- Assignment:
Every entry that follows should be written out again exactly.

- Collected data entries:
::::

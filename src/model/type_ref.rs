// SPDX-FileCopyrightText: 2026 Bruno Meilick
// SPDX-License-Identifier: LicenseRef-Pharos-FreeUse-NoCopy-NoDerivatives
//
// All rights reserved.
//
// This file is part of Pharos and is proprietary software.
// Unauthorized copying, modification, or distribution is prohibited.

use std::fmt;

use super::names::TypeName;

/// A reference to a type as it appears in a field or argument position:
/// either a named type or a list/non-null wrapper around another reference.
///
/// Wrapper chains are finite by construction and always bottom out at a
/// `Named` variant. Wrappers are display detail only; navigation always
/// targets the innermost named type.
#[derive(Debug, Clone, PartialEq, Eq)]
pub enum TypeRef {
    Named(TypeName),
    List(Box<TypeRef>),
    NonNull(Box<TypeRef>),
}

impl TypeRef {
    pub fn named(name: TypeName) -> Self {
        Self::Named(name)
    }

    pub fn list(inner: TypeRef) -> Self {
        Self::List(Box::new(inner))
    }

    pub fn non_null(inner: TypeRef) -> Self {
        Self::NonNull(Box::new(inner))
    }

    /// The innermost named type, with all list/non-null wrappers removed.
    pub fn unwrap(&self) -> &TypeName {
        let mut current = self;
        loop {
            match current {
                Self::Named(name) => return name,
                Self::List(inner) | Self::NonNull(inner) => current = inner,
            }
        }
    }

    pub fn is_wrapped(&self) -> bool {
        !matches!(self, Self::Named(_))
    }
}

impl fmt::Display for TypeRef {
    fn fmt(&self, f: &mut fmt::Formatter<'_>) -> fmt::Result {
        match self {
            Self::Named(name) => f.write_str(name.as_str()),
            Self::List(inner) => write!(f, "[{inner}]"),
            Self::NonNull(inner) => write!(f, "{inner}!"),
        }
    }
}

#[cfg(test)]
mod tests {
    use super::TypeRef;
    use crate::model::TypeName;

    fn named(name: &str) -> TypeRef {
        TypeRef::named(TypeName::new(name).expect("type name"))
    }

    #[test]
    fn display_uses_graphql_notation() {
        let ty = TypeRef::non_null(TypeRef::list(TypeRef::non_null(named("User"))));
        assert_eq!(ty.to_string(), "[User!]!");
    }

    #[test]
    fn unwrap_reaches_the_innermost_named_type() {
        let ty = TypeRef::list(TypeRef::non_null(named("User")));
        assert_eq!(ty.unwrap().as_str(), "User");
        assert!(ty.is_wrapped());
    }

    #[test]
    fn unwrap_of_named_is_identity() {
        let ty = named("ID");
        assert_eq!(ty.unwrap().as_str(), "ID");
        assert!(!ty.is_wrapped());
    }
}
// SPDX-FileCopyrightText: 2026 Bruno Meilick
// SPDX-License-Identifier: LicenseRef-Pharos-FreeUse-NoCopy-NoDerivatives
//
// All rights reserved.
//
// This file is part of Pharos and is proprietary software.
// Unauthorized copying, modification, or distribution is prohibited.

//! Pharos — terminal documentation browser for GraphQL schemas.
//!
//! The crate is a presentational layer over an already-built [`model::Schema`]:
//! [`browser::DocBrowser`] holds the navigation state, [`query`] derives the
//! search index and ranked matches, [`render`] turns state into linkable text
//! lines, and [`tui`] is the interactive shell.

pub mod browser;
pub mod format;
pub mod model;
pub mod query;
pub mod render;
pub mod tui;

::::

- Solution to this problem:
filename src/model/type_ref.rs
// SPDX-FileCopyrightText: 2026 Bruno Meilick
// SPDX-License-Identifier: LicenseRef-Pharos-FreeUse-NoCopy-NoDerivatives
//
// All rights reserved.
//
// This file is part of Pharos and is proprietary software.
// Unauthorized copying, modification, or distribution is prohibited.

use std::fmt;

use super::names::TypeName;

/// A reference to a type as it appears in a field or argument position:
/// either a named type or a list/non-null wrapper around another reference.
///
/// Wrapper chains are finite by construction and always bottom out at a
/// `Named` variant. Wrappers are display detail only; navigation always
/// targets the innermost named type.
#[derive(Debug, Clone, PartialEq, Eq)]
pub enum TypeRef {
    Named(TypeName),
    List(Box<TypeRef>),
    NonNull(Box<TypeRef>),
}

impl TypeRef {
    pub fn named(name: TypeName) -> Self {
        Self::Named(name)
    }

    pub fn list(inner: TypeRef) -> Self {
        Self::List(Box::new(inner))
    }

    pub fn non_null(inner: TypeRef) -> Self {
        Self::NonNull(Box::new(inner))
    }

    /// The innermost named type, with all list/non-null wrappers removed.
    pub fn unwrap(&self) -> &TypeName {
        let mut current = self;
        loop {
            match current {
                Self::Named(name) => return name,
                Self::List(inner) | Self::NonNull(inner) => current = inner,
            }
        }
    }

    pub fn is_wrapped(&self) -> bool {
        !matches!(self, Self::Named(_))
    }
}

impl fmt::Display for TypeRef {
    fn fmt(&self, f: &mut fmt::Formatter<'_>) -> fmt::Result {
        match self {
            Self::Named(name) => f.write_str(name.as_str()),
            Self::List(inner) => write!(f, "[{inner}]"),
            Self::NonNull(inner) => write!(f, "{inner}!"),
        }
    }
}

#[cfg(test)]
mod tests {
    use super::TypeRef;
    use crate::model::TypeName;

    fn named(name: &str) -> TypeRef {
        TypeRef::named(TypeName::new(name).expect("type name"))
    }

    #[test]
    fn display_uses_graphql_notation() {
        let ty = TypeRef::non_null(TypeRef::list(TypeRef::non_null(named("User"))));
        assert_eq!(ty.to_string(), "[User!]!");
    }

    #[test]
    fn unwrap_reaches_the_innermost_named_type() {
        let ty = TypeRef::list(TypeRef::non_null(named("User")));
        assert_eq!(ty.unwrap().as_str(), "User");
        assert!(ty.is_wrapped());
    }

    #[test]
    fn unwrap_of_named_is_identity() {
        let ty = named("ID");
        assert_eq!(ty.unwrap().as_str(), "ID");
        assert!(!ty.is_wrapped());
    }
}
// SPDX-FileCopyrightText: 2026 Bruno Meilick
// SPDX-License-Identifier: LicenseRef-Pharos-FreeUse-NoCopy-NoDerivatives
//
// All rights reserved.
//
// This file is part of Pharos and is proprietary software.
// Unauthorized copying, modification, or distribution is prohibited.

//! Pharos — terminal documentation browser for GraphQL schemas.
//!
//! The crate is a presentational layer over an already-built [`model::Schema`]:
//! [`browser::DocBrowser`] holds the navigation state, [`query`] derives the
//! search index and ranked matches, [`render`] turns state into linkable text
//! lines, and [`tui`] is the interactive shell.

pub mod browser;
pub mod format;
pub mod model;
pub mod query;
pub mod render;
pub mod tui;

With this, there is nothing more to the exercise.